Wherever the word "driver" appears in the entries, copy the whole line.
--- Supplied records ---
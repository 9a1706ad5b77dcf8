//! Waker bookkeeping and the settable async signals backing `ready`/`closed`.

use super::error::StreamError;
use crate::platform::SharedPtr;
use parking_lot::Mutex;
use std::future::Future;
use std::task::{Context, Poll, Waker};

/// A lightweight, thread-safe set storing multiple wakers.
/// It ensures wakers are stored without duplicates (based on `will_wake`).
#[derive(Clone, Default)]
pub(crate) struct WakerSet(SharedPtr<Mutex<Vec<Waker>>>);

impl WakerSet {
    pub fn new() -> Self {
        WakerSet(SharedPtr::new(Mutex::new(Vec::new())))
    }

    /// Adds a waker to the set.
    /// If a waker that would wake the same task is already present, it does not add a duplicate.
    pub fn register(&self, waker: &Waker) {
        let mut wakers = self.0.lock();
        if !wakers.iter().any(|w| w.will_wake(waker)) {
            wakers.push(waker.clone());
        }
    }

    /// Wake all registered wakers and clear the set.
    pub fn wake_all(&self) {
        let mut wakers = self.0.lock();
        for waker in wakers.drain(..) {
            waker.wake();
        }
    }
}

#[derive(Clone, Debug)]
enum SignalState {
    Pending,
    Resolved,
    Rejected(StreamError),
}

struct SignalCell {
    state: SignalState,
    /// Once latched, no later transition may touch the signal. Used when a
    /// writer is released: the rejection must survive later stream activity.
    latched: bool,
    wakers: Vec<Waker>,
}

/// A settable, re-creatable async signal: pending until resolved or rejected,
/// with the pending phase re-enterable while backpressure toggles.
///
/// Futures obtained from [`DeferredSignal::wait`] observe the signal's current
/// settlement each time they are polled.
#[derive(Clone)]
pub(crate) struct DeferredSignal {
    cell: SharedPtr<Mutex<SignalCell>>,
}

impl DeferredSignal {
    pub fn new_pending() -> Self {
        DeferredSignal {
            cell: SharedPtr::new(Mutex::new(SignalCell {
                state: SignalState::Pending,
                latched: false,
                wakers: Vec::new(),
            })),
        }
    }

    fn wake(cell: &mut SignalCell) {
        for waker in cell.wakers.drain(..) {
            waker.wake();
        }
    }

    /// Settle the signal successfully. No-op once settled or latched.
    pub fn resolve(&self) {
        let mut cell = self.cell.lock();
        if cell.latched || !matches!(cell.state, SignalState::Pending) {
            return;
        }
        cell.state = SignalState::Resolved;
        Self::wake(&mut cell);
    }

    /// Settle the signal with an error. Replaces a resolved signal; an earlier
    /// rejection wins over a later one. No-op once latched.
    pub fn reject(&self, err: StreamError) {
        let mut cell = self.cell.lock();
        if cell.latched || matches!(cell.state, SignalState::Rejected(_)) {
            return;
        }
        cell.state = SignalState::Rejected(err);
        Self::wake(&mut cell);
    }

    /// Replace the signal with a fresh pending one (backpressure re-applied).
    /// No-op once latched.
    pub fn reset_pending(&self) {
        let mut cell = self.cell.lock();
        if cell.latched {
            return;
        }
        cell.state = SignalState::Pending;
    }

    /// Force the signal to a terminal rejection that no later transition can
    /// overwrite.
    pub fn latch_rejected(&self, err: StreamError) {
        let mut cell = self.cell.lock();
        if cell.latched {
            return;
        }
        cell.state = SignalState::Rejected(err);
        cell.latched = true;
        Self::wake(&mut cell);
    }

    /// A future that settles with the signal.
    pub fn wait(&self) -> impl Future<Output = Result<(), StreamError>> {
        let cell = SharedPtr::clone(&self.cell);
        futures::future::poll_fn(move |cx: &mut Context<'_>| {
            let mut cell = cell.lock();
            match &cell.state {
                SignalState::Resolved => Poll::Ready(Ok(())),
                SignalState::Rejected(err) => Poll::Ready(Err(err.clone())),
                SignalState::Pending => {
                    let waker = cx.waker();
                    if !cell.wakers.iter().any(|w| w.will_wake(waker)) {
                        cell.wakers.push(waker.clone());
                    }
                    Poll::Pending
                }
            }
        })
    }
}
---
--- Supplied records ---
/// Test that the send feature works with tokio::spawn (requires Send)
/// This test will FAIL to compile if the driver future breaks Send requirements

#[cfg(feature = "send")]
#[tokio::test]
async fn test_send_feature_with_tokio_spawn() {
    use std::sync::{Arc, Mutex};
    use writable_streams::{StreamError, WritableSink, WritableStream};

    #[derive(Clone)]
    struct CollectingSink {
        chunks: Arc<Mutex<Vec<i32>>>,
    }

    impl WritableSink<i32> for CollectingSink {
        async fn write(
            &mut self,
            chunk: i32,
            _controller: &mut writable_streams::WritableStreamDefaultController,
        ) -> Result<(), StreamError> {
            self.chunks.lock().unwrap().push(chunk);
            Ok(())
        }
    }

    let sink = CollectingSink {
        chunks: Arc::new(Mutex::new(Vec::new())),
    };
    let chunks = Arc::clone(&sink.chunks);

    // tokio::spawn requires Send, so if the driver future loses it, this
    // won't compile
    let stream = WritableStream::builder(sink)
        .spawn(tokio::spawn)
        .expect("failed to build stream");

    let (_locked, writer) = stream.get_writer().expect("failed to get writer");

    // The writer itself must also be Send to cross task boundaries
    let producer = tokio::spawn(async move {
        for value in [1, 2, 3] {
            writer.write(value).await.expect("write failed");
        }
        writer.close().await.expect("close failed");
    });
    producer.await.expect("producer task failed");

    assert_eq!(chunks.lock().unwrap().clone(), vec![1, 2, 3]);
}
---
--- Supplied records ---
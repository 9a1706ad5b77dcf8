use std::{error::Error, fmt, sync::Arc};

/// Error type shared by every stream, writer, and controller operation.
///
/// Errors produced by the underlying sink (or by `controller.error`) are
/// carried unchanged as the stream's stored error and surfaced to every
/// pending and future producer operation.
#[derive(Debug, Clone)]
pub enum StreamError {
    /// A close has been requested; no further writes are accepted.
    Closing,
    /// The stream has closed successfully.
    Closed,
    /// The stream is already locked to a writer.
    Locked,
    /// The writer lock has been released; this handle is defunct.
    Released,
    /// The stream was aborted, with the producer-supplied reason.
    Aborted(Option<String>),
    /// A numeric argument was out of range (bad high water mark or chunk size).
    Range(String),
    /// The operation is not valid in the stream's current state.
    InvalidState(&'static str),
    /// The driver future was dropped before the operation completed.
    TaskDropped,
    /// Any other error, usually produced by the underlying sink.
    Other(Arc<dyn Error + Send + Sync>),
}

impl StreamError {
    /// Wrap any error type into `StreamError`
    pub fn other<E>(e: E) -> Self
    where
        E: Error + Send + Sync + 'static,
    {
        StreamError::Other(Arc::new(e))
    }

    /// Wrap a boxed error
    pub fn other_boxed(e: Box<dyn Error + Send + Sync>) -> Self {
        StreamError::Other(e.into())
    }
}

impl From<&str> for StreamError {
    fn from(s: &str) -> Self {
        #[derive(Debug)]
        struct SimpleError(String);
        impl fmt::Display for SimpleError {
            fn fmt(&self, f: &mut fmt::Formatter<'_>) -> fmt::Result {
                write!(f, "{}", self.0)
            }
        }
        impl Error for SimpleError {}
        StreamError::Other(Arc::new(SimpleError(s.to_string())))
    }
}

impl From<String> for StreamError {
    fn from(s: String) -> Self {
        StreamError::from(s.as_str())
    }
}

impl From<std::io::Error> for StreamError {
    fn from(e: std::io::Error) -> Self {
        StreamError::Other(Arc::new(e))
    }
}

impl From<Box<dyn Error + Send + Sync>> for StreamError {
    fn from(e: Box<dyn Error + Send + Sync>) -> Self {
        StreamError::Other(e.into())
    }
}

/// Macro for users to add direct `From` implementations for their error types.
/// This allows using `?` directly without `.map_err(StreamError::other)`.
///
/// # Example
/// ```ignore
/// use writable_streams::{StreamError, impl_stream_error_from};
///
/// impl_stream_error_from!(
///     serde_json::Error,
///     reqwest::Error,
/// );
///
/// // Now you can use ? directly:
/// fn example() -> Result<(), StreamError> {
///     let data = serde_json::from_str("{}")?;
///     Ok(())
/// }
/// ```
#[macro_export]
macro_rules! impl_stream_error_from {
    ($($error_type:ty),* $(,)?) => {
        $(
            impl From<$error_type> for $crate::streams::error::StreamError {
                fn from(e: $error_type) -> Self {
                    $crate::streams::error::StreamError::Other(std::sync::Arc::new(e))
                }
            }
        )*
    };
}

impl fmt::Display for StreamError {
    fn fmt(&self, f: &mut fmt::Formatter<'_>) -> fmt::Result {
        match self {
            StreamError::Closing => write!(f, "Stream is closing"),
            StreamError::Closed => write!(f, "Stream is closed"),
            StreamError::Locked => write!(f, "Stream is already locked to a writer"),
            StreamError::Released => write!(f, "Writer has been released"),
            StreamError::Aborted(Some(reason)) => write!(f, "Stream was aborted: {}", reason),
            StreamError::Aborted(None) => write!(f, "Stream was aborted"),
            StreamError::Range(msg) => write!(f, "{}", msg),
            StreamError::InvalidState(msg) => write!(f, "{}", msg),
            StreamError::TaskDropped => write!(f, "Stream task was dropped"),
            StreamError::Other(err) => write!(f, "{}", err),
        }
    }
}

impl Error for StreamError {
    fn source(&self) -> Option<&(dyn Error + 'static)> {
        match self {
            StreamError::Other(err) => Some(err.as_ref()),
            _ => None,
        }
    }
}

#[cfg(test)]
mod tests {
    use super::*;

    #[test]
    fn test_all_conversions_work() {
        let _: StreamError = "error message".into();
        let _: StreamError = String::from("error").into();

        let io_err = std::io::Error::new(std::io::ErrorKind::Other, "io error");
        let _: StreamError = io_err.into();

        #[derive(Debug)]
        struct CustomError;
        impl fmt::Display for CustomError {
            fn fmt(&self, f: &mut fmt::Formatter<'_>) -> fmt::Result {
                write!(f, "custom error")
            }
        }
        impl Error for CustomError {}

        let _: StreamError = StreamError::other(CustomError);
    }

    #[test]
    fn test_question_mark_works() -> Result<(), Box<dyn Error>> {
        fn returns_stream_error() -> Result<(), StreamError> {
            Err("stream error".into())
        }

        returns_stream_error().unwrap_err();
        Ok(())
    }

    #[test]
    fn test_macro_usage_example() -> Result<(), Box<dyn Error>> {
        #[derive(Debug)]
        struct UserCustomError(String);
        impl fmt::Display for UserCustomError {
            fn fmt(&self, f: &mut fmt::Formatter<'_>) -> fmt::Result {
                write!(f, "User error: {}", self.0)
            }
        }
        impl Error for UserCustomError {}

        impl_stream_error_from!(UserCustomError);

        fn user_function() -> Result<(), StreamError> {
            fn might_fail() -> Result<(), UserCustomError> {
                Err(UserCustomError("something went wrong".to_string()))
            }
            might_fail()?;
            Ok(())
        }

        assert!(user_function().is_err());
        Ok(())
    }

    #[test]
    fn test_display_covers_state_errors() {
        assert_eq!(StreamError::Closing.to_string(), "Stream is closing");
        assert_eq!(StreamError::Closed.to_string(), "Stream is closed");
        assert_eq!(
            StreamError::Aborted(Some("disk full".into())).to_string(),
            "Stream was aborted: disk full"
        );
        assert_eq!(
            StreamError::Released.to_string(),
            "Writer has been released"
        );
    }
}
---
[Problem solution]
/// This test will FAIL to compile if the driver future breaks Send requirements
    // tokio::spawn requires Send, so if the driver future loses it, this
    /// The driver future was dropped before the operation completed.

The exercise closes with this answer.